[Stored items]
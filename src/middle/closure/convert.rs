use std::collections::BTreeMap;

use hashbrown::HashSet;

use super::FreeVariables;
use crate::middle::mir::{
    Block, CallKind, InstructionArena, InstructionId, Module, Program, Toplevel, Value,
};

struct ClosureConverter<'a> {
    arena: InstructionArena,
    free_variables: &'a FreeVariables,
    toplevel: BTreeMap<String, Toplevel>,
    /// Innermost function whose body is being converted
    current_function: Option<String>,
    recursive: HashSet<String>,
}

impl ClosureConverter<'_> {
    fn call_kind(&self, callee: &str) -> CallKind {
        if self.free_variables.is_closure(callee) {
            CallKind::Closure
        } else if self.free_variables.known.contains(callee) {
            CallKind::Direct
        } else {
            // Parameters, tuple elements and other computed function values
            CallKind::Closure
        }
    }

    fn convert_block(&mut self, block: &Block) {
        let mut cursor = self.arena.first(block);

        while let Some(id) = cursor {
            cursor = self.arena.next(id);
            self.convert_instruction(id);
        }
    }

    fn convert_instruction(&mut self, id: InstructionId) {
        match &self.arena[id].value {
            Value::Fun(_) => self.hoist_function(id),
            Value::App {
                callee,
                kind: CallKind::Direct,
                ..
            } => {
                let callee = callee.clone();
                let kind = self.call_kind(&callee);

                if self.current_function.as_ref() == Some(&callee) {
                    self.recursive.insert(callee);
                }

                if let Value::App { kind: old, .. } = &mut self.arena[id].value {
                    *old = kind;
                }
            }
            Value::If {
                positive, negative, ..
            } => {
                let (positive, negative) = (positive.clone(), negative.clone());

                self.convert_block(&positive);
                self.convert_block(&negative);
            }
            _ => {}
        }
    }

    /// Moves a function definition to the top level. A closure leaves its
    /// allocation behind; a known function leaves nothing.
    fn hoist_function(&mut self, id: InstructionId) {
        let instruction = &self.arena[id];
        let name = instruction.ident.clone();
        let span = instruction.span;

        let Value::Fun(function) = &instruction.value else {
            unreachable!("'{name}' is not a function")
        };
        let mut function = function.clone();

        let enclosing = self.current_function.replace(name.clone());
        self.convert_block(&function.body);
        self.current_function = enclosing;

        function.is_recursive = self.recursive.contains(&name);

        match self.free_variables.closures.get(&name) {
            Some(captures) => {
                self.arena[id].value = Value::MakeClosure {
                    captures: captures.clone(),
                    function: name.clone(),
                };
            }
            None => self.arena.remove(id),
        }

        log::trace!("hoisted '{name}'");
        self.toplevel.insert(name, Toplevel { function, span });
    }
}

/// Hoists every function of the module to the top level and decides how each
/// call is made. Calls of known functions stay direct, calls of anything else
/// go through a closure.
pub fn convert(module: Module, free_variables: &FreeVariables) -> Program {
    let Module { arena, entry } = module;

    let mut converter = ClosureConverter {
        arena,
        free_variables,
        toplevel: BTreeMap::new(),
        current_function: None,
        recursive: HashSet::new(),
    };

    converter.convert_block(&entry);
    log::debug!(
        "closure converted program into {} top-level functions",
        converter.toplevel.len()
    );

    Program {
        arena: converter.arena,
        toplevel: converter.toplevel,
        closures: free_variables.closures.clone(),
        entry,
    }
}

#[cfg(test)]
mod tests {
    use indoc::indoc;

    use super::*;
    use crate::{
        config::Config,
        frontend::ast::{BinaryOperatorKind, Program as Ast, build::TreeBuilder},
        middle::{
            closure::analyze_free_variables, mir, resolve::Resolver,
            type_checking::{TypeEnvironment, type_check},
        },
    };

    fn convert_program(program: &Ast) -> (Program, TypeEnvironment) {
        let resolutions = Resolver::resolve_names(program).unwrap();
        let mut environment = type_check(program, &resolutions, &Config::default()).unwrap();
        let mut module = mir::build(program, &resolutions, &mut environment);
        mir::eliminate_references(&mut module, &mut environment);

        let free_variables = analyze_free_variables(&module);
        let program = convert(module, &free_variables);
        program.verify(&environment);

        (program, environment)
    }

    #[test]
    fn known_functions_are_called_directly() {
        let b = TreeBuilder::new();
        let program = b.program(b.let_rec(
            "f",
            &["x"],
            b.binary(BinaryOperatorKind::Add, b.var("x"), b.int(1)),
            b.call("f", vec![b.int(42)]),
        ));

        let (program, environment) = convert_program(&program);

        assert_eq!(
            program.dump(&environment),
            indoc! {"
                [TOPLEVELS (1)]
                f$1 = fun x$2 ; type=int -> int
                  BEGIN: body (f$1)
                  $2 = int 1 ; type=int
                  $3 = binary + x$2 $2 ; type=int
                  END: body (f$1)

                [CLOSURES (0)]

                [ENTRY]
                BEGIN: program
                $5 = int 42 ; type=int
                $6 = app f$1 $5 ; type=int
                END: program
            "}
        );
    }

    #[test]
    fn capturing_functions_become_closures() {
        let b = TreeBuilder::new();
        let program = b.program(b.let_in(
            "x",
            b.int(1),
            b.let_rec(
                "f",
                &["a"],
                b.binary(BinaryOperatorKind::Add, b.var("a"), b.var("x")),
                b.call("f", vec![b.int(2)]),
            ),
        ));

        let (program, environment) = convert_program(&program);

        assert_eq!(
            program.dump(&environment),
            indoc! {"
                [TOPLEVELS (1)]
                f$2 = fun a$3 ; type=int -> int
                  BEGIN: body (f$2)
                  $4 = binary + a$3 x$1 ; type=int
                  END: body (f$2)

                [CLOSURES (1)]
                f$2:\tx$1

                [ENTRY]
                BEGIN: program
                x$1 = int 1 ; type=int
                f$2 = makecls (x$1) f$2 ; type=int -> int
                $6 = int 2 ; type=int
                $7 = appcls f$2 $6 ; type=int
                END: program
            "}
        );
    }

    #[test]
    fn self_calls_mark_functions_recursive() {
        let b = TreeBuilder::new();
        let program = b.program(b.let_rec(
            "loop",
            &["n"],
            b.if_then_else(
                b.binary(BinaryOperatorKind::LessThanOrEqualTo, b.var("n"), b.int(0)),
                b.unit(),
                b.call(
                    "loop",
                    vec![b.binary(BinaryOperatorKind::Subtract, b.var("n"), b.int(1))],
                ),
            ),
            b.call("loop", vec![b.int(10)]),
        ));

        let (program, environment) = convert_program(&program);

        assert_eq!(
            program.dump(&environment),
            indoc! {"
                [TOPLEVELS (1)]
                loop$1 = recfun n$2 ; type=int -> unit
                  BEGIN: body (loop$1)
                  $2 = int 0 ; type=int
                  $3 = binary <= n$2 $2 ; type=bool
                  $10 = if $3 ; type=unit
                    BEGIN: then
                    $4 = unit ; type=unit
                    END: then
                    BEGIN: else
                    $7 = int 1 ; type=int
                    $8 = binary - n$2 $7 ; type=int
                    $9 = app loop$1 $8 ; type=unit
                    END: else
                  END: body (loop$1)

                [CLOSURES (0)]

                [ENTRY]
                BEGIN: program
                $12 = int 10 ; type=int
                $13 = app loop$1 $12 ; type=unit
                END: program
            "}
        );
    }

    #[test]
    fn returned_functions_are_called_through_closures() {
        let b = TreeBuilder::new();
        let program = b.program(b.let_in(
            "a",
            b.int(42),
            b.let_rec(
                "f",
                &["x"],
                b.binary(BinaryOperatorKind::Add, b.var("a"), b.var("x")),
                b.let_rec(
                    "g",
                    &["y"],
                    b.var("f"),
                    b.apply(b.call("g", vec![b.unit()]), vec![b.int(42)]),
                ),
            ),
        ));

        let (program, environment) = convert_program(&program);

        assert_eq!(program.closures["f$2"], ["a$1"]);
        assert_eq!(program.closures["g$4"], ["f$2"]);

        let dump = program.dump(&environment);
        let lines = dump.lines().map(str::trim_start).collect::<Vec<_>>();
        assert!(lines.contains(&"$5 = ref f$2 ; type=int -> int"));
        assert!(lines.iter().any(|line| line.starts_with("f$2 = makecls (a$1) f$2 ;")));
        assert!(lines.iter().any(|line| line.starts_with("g$4 = makecls (f$2) g$4 ;")));
        assert!(lines.contains(&"$8 = appcls g$4 $7 ; type=int -> int"));
        assert!(lines.contains(&"$10 = appcls $8 $9 ; type=int"));
    }

    #[test]
    fn known_function_inside_closure_stays_direct() {
        let b = TreeBuilder::new();
        let program = b.program(b.let_in(
            "k",
            b.int(3),
            b.let_rec(
                "outer",
                &["x"],
                b.let_rec(
                    "double",
                    &["y"],
                    b.binary(BinaryOperatorKind::Add, b.var("y"), b.var("y")),
                    b.binary(
                        BinaryOperatorKind::Add,
                        b.call("double", vec![b.var("x")]),
                        b.var("k"),
                    ),
                ),
                b.call("outer", vec![b.int(1)]),
            ),
        ));

        let (program, _) = convert_program(&program);

        assert_eq!(program.closures.keys().collect::<Vec<_>>(), ["outer$2"]);
        assert_eq!(program.closures["outer$2"], ["k$1"]);
        assert!(program.toplevel.contains_key("double$4"));
        assert!(!program.toplevel["double$4"].function.is_recursive);
    }
}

• [What this task involves] Lines with "FreeVariables": find them in the data and copy each one.

• [Expected output]
use super::FreeVariables;
    free_variables: &'a FreeVariables,
pub fn convert(module: Module, free_variables: &FreeVariables) -> Program {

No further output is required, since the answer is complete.